### WHAT THE TASK REQUIRES
Write out the data below exactly, from its first line to the line containing "get rounded is", that line included.
----
use std::{
    fmt::Display,
    iter::Sum,
    ops::{Add, AddAssign, Neg, Sub, SubAssign},
};

use serde::{Deserialize, Serialize};
use sqlx::Type;
use thiserror::Error;

pub const USD_CURRENCY_CODE: &str = "usd";

//--------------------------------------       Cents         ---------------------------------------------------------
/// A monetary amount in US cents.
///
/// All financial arithmetic in the payment gateway happens on integer cents. The one place amounts get rounded is
/// [`Cents::percent_of`], so a discount and a fee computed from the same base can never disagree on rounding rules.
#[derive(Debug, Clone, Copy, Default, Type, Ord, PartialOrd, Serialize, Deserialize)]
#[sqlx(transparent)]
pub struct Cents(i64);

impl Add for Cents {
    type Output = Self;

    fn add(self, rhs: Self) -> Self::Output {
        Self(self.0 + rhs.0)
    }
}

impl Sub for Cents {
    type Output = Self;

    fn sub(self, rhs: Self) -> Self::Output {
        Self(self.0 - rhs.0)
    }
}

impl AddAssign for Cents {
    fn add_assign(&mut self, rhs: Self) {
        self.0 += rhs.0;
    }
}

impl SubAssign for Cents {
    fn sub_assign(&mut self, rhs: Self) {
        self.0 -= rhs.0;
    }
}

impl Neg for Cents {
    type Output = Self;

    fn neg(self) -> Self::Output {
        Self(-self.0)
    }
}

impl Sum for Cents {
    fn sum<I: Iterator<Item = Self>>(iter: I) -> Self {
        iter.fold(Self::default(), Add::add)
    }
}

impl PartialEq for Cents {
    fn eq(&self, other: &Self) -> bool {
        self.0 == other.0
    }
}

impl Eq for Cents {}

#[derive(Debug, Clone, Error)]
#[error("Value cannot be represented in cents: {0}")]
pub struct CentsConversionError(String);

impl From<i64> for Cents {
    fn from(value: i64) -> Self {
        Self(value)
    }
}

impl TryFrom<u64> for Cents {
    type Error = CentsConversionError;

    fn try_from(value: u64) -> Result<Self, Self::Error> {
        if value > i64::MAX as u64 {
            Err(CentsConversionError(format!("Value {} is too large to convert to Cents", value)))
        } else {
            #[allow(clippy::cast_possible_wrap)]
            Ok(Self(value as i64))
        }
    }
}

impl Display for Cents {
    fn fmt(&self, f: &mut std::fmt::Formatter<'_>) -> std::fmt::Result {
        let (sign, abs) = if self.0 < 0 { ("-", -self.0) } else { ("", self.0) };
        write!(f, "{sign}${}.{:02}", abs / 100, abs % 100)
    }
}

impl Cents {
    pub const ZERO: Cents = Cents(0);

    pub fn value(&self) -> i64 {
        self.0
    }

    pub fn from_dollars(dollars: i64) -> Self {
        Self(dollars * 100)
    }

    /// The given whole-number percentage of this amount, rounded half-up to the nearest cent.
    ///
    /// Callers pass non-negative amounts; the rounding rule is only defined for those.
    pub fn percent_of(&self, percent: u32) -> Cents {
        Cents((self.0 * i64::from(percent) + 50) / 100)
    }

    pub fn is_negative(&self) -> bool {
        self.0 < 0
    }
}
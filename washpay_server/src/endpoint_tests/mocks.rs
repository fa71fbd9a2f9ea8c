use chrono::{DateTime, Utc};
use mockall::mock;
use washpay_engine::{
    db_types::{
        Laundromat,
        NewLaundromat,
        NewOrder,
        NewPayment,
        NewPromoCode,
        Order,
        OrderId,
        OrderStatusType,
        Payment,
        PromoCode,
        PromoReservation,
    },
    traits::{
        ChargeHandle,
        ChargeProvider,
        ChargeRequest,
        LaundromatManagement,
        OrderManagement,
        PaymentGatewayDatabase,
        PaymentGatewayError,
        PaymentSettled,
        PromoApiError,
        PromoLedger,
        ProviderError,
        ReleaseOutcome,
    },
    OrderQueryFilter,
};

mock! {
    pub Marketplace {}
    impl PaymentGatewayDatabase for Marketplace {
        fn url(&self) -> &str;
        async fn create_order_with_payment(&self, order: NewOrder, payment: NewPayment) -> Result<(Order, Payment), PaymentGatewayError>;
        async fn attach_provider_ref(&self, payment_id: i64, provider_ref: &str) -> Result<Payment, PaymentGatewayError>;
        async fn abandon_payment(&self, payment_id: i64) -> Result<Payment, PaymentGatewayError>;
        async fn complete_payment(&self, payment_id: i64) -> Result<Option<PaymentSettled>, PaymentGatewayError>;
        async fn fail_payment(&self, payment_id: i64) -> Result<Option<PaymentSettled>, PaymentGatewayError>;
        async fn fetch_payment(&self, payment_id: i64) -> Result<Option<Payment>, PaymentGatewayError>;
    }
    impl PromoLedger for Marketplace {
        async fn validate_promo(&self, code: &str, now: DateTime<Utc>) -> Result<PromoCode, PromoApiError>;
        async fn reserve_promo(&self, code: &str, order_id: &OrderId) -> Result<PromoReservation, PromoApiError>;
        async fn release_promo(&self, order_id: &OrderId) -> Result<ReleaseOutcome, PromoApiError>;
        async fn fetch_promo_by_code(&self, code: &str) -> Result<Option<PromoCode>, PromoApiError>;
        async fn create_promo(&self, promo: NewPromoCode) -> Result<PromoCode, PromoApiError>;
    }
    impl OrderManagement for Marketplace {
        async fn fetch_order_by_order_id(&self, order_id: &OrderId) -> Result<Option<Order>, PaymentGatewayError>;
        async fn fetch_payment_for_order(&self, order_id: &OrderId) -> Result<Option<Payment>, PaymentGatewayError>;
        async fn search_orders(&self, query: OrderQueryFilter) -> Result<Vec<Order>, PaymentGatewayError>;
        async fn update_order_status(&self, order_id: &OrderId, new_status: OrderStatusType) -> Result<Order, PaymentGatewayError>;
        async fn assign_driver(&self, order_id: &OrderId, driver_id: &str) -> Result<Order, PaymentGatewayError>;
    }
    impl LaundromatManagement for Marketplace {
        async fn fetch_laundromat(&self, id: i64) -> Result<Option<Laundromat>, PaymentGatewayError>;
        async fn fetch_active_laundromats(&self) -> Result<Vec<Laundromat>, PaymentGatewayError>;
        async fn insert_laundromat(&self, laundromat: NewLaundromat) -> Result<Laundromat, PaymentGatewayError>;
    }
}

mock! {
    pub Provider {}
    impl ChargeProvider for Provider {
        async fn create_charge(&self, request: &ChargeRequest) -> Result<ChargeHandle, ProviderError>;
    }
}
----
### TASK RESPONSE
use std::{
    fmt::Display,
    iter::Sum,
    ops::{Add, AddAssign, Neg, Sub, SubAssign},
};

use serde::{Deserialize, Serialize};
use sqlx::Type;
use thiserror::Error;

pub const USD_CURRENCY_CODE: &str = "usd";

//--------------------------------------       Cents         ---------------------------------------------------------
/// A monetary amount in US cents.
///
/// All financial arithmetic in the payment gateway happens on integer cents. The one place amounts get rounded is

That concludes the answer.